NE challenge of CO pot law dismissed by U.S. Supreme Court, 6-2

Howw much of your taxes do you think AG Jon Bruning and AG Don Peterson have squandered tilting at this windmill since 2014? From the Denver Post:
     Because the matter involves a dispute between states, it was filed directly to the Supreme Court. The first step in the lawsuit was for the justices to decide whether they even wanted to consider it. When the Supreme Court does accept such cases, the subsequent litigation can go on for years or even decades.
     Attorneys for both the state of Colorado and the Obama administration had urged the court not to take up the lawsuit...
     "Entertaining the type of dispute at issue here — essentially that one State's laws make it more likely that third parties will violate federal and state law in another State — would represent a substantial and unwarranted expansion of this Court's original jurisdiction," U.S. Solicitor General Donald Verrilli Jr. wrote in his brief to the court.
Nebraska's position (From High Times) was that Colorado's Amendment 64, ending Colorado's pot prohibition, flagrantly violated the Controlled Substances Act and the Supremacy Clause of the U.S. Constitution. Unfortunately for NE AGs Jon Bruning (who started the suit in 2014) and Don Peterson (who continued it), and Nebraska taxpayers, who have footed the bill, not even the federal government bought the argument:

      In December 2015, U.S Solicitor General Donald Verrilli Jr. advised the Supreme Court not to entertain the lawsuit because it was not “an appropriate case for the exercise of this Court’s original jurisdiction.” Verrilli recommended the abandonment of the case since the issue at hand was the criminal actions conducted by individuals and not by the state of Colorado. It is not known how much this guidance had to do with today’s outcome.

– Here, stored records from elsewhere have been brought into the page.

//! Statement translator.
//!
//! Rewrites one raw DSL line into one executable statement, or signals that
//! the line should be dropped. Keyword rules are looked up by the first
//! whitespace-delimited token and may be extended by the host without
//! touching the block parser.

use std::collections::HashMap;

/// A keyword rewrite rule. Receives the remainder of the line after the
/// keyword and its separator; returns the full rewritten statement, or
/// `None` to discard the line.
pub type RewriteRule = Box<dyn Fn(&str) -> Option<String> + Send + Sync>;

pub struct Translator {
    rules: HashMap<String, RewriteRule>,
}

impl Translator {
    /// Translator with the built-in rule set: `print` auto-quoting and the
    /// leading-dot self-reference shorthand.
    pub fn new() -> Self {
        let mut t = Self {
            rules: HashMap::new(),
        };
        t.register_rule("print", |rest| Some(rewrite_print(rest)));
        t
    }

    /// Registers (or replaces) a keyword rule.
    pub fn register_rule(
        &mut self,
        keyword: impl Into<String>,
        rule: impl Fn(&str) -> Option<String> + Send + Sync + 'static,
    ) {
        self.rules.insert(keyword.into(), Box::new(rule));
    }

    /// Rewrites one line. `None` means "drop this line".
    pub fn translate(&self, line: &str) -> Option<String> {
        let line = line.trim();
        if line.is_empty() {
            return None;
        }

        let (first, rest) = match line.split_once(char::is_whitespace) {
            Some((first, rest)) => (first, rest.trim_start()),
            None => (line, ""),
        };
        if let Some(rule) = self.rules.get(first) {
            return rule(rest);
        }

        // `.field = x` shorthand expands to `this.field = x`.
        if line.starts_with('.') {
            return Some(terminate(&format!("this{}", line)));
        }

        Some(terminate(line))
    }
}

impl Default for Translator {
    fn default() -> Self {
        Self::new()
    }
}

fn terminate(stmt: &str) -> String {
    if stmt.ends_with(';') {
        stmt.to_string()
    } else {
        format!("{};", stmt)
    }
}

fn rewrite_print(rest: &str) -> String {
    let arg = rest.trim().trim_end_matches(';').trim_end();
    if is_quoted(arg) {
        format!("print({});", arg)
    } else {
        format!("print(\"{}\");", arg)
    }
}

fn is_quoted(s: &str) -> bool {
    s.len() >= 2 && s.starts_with('"') && s.ends_with('"')
}
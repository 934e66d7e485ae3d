//! Object pool: the load-time result of the compilation pipeline.
//!
//! Keys are `"OwnerType.objectName"`. Entries are atomic: an entry is
//! either absent or carries every method parsed for its segment, and a
//! recompile replaces entries wholesale after `clear()`.

use crate::unit::ExecutableUnit;
use std::collections::HashMap;
use std::sync::Arc;

use crate::error::PoolError;

/// One compiled script object: method name -> executable unit.
#[derive(Debug)]
pub struct ObjectEntry {
    owner: String,
    name: String,
    methods: HashMap<String, Arc<ExecutableUnit>>,
}

impl ObjectEntry {
    pub fn new(
        owner: impl Into<String>,
        name: impl Into<String>,
        methods: HashMap<String, Arc<ExecutableUnit>>,
    ) -> Self {
        Self {
            owner: owner.into(),
            name: name.into(),
            methods,
        }
    }

    /// Pool key, `"OwnerType.objectName"`.
    pub fn key(&self) -> String {
        format!("{}.{}", self.owner, self.name)
    }

    pub fn owner(&self) -> &str {
        &self.owner
    }

    pub fn name(&self) -> &str {
        &self.name
    }

    pub fn method(&self, name: &str) -> Option<&Arc<ExecutableUnit>> {
        self.methods.get(name)
    }

    pub fn method_names(&self) -> Vec<&str> {
        let mut names: Vec<&str> = self.methods.keys().map(String::as_str).collect();
        names.sort_unstable();
        names
    }

    pub fn len(&self) -> usize {
        self.methods.len()
    }

    pub fn is_empty(&self) -> bool {
        self.methods.is_empty()
    }
}

/// Repository of compiled entries. Shared between the compilation job
/// (writer) and host bindings (readers) via [`SharedPool`].
#[derive(Debug, Default)]
pub struct ObjectPool {
    entries: HashMap<String, Arc<ObjectEntry>>,
}

/// Pool handle shared between the job task and binding callers.
pub type SharedPool = Arc<tokio::sync::RwLock<ObjectPool>>;

pub fn shared_pool() -> SharedPool {
    Arc::new(tokio::sync::RwLock::new(ObjectPool::new()))
}

impl ObjectPool {
    pub fn new() -> Self {
        Self::default()
    }

    /// Inserts a completed entry. Duplicate keys are an error, never an
    /// overwrite.
    pub fn insert(&mut self, entry: Arc<ObjectEntry>) -> Result<(), PoolError> {
        let key = entry.key();
        if self.entries.contains_key(&key) {
            return Err(PoolError::DuplicateKey(key));
        }
        self.entries.insert(key, entry);
        Ok(())
    }

    pub fn get(&self, key: &str) -> Option<Arc<ObjectEntry>> {
        self.entries.get(key).cloned()
    }

    /// Empties the pool at the start of a full recompile.
    pub fn clear(&mut self) {
        self.entries.clear();
    }

    pub fn keys(&self) -> Vec<String> {
        let mut keys: Vec<String> = self.entries.keys().cloned().collect();
        keys.sort_unstable();
        keys
    }

    pub fn len(&self) -> usize {
        self.entries.len()
    }

    pub fn is_empty(&self) -> bool {
        self.entries.is_empty()
    }
}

      “At the end of the day,” Angell [Tom Angell, of the Marijuana Majority] explained,  “if officials in Nebraska and Oklahoma are upset about how much time and resources their police are spending on marijuana cases, as they said in their briefs, they should join Colorado in replacing prohibition with legalization. That will allow their criminal justice systems to focus on real crime, and it will generate revenue that can be used to pay for healthcare, education and public safety programs."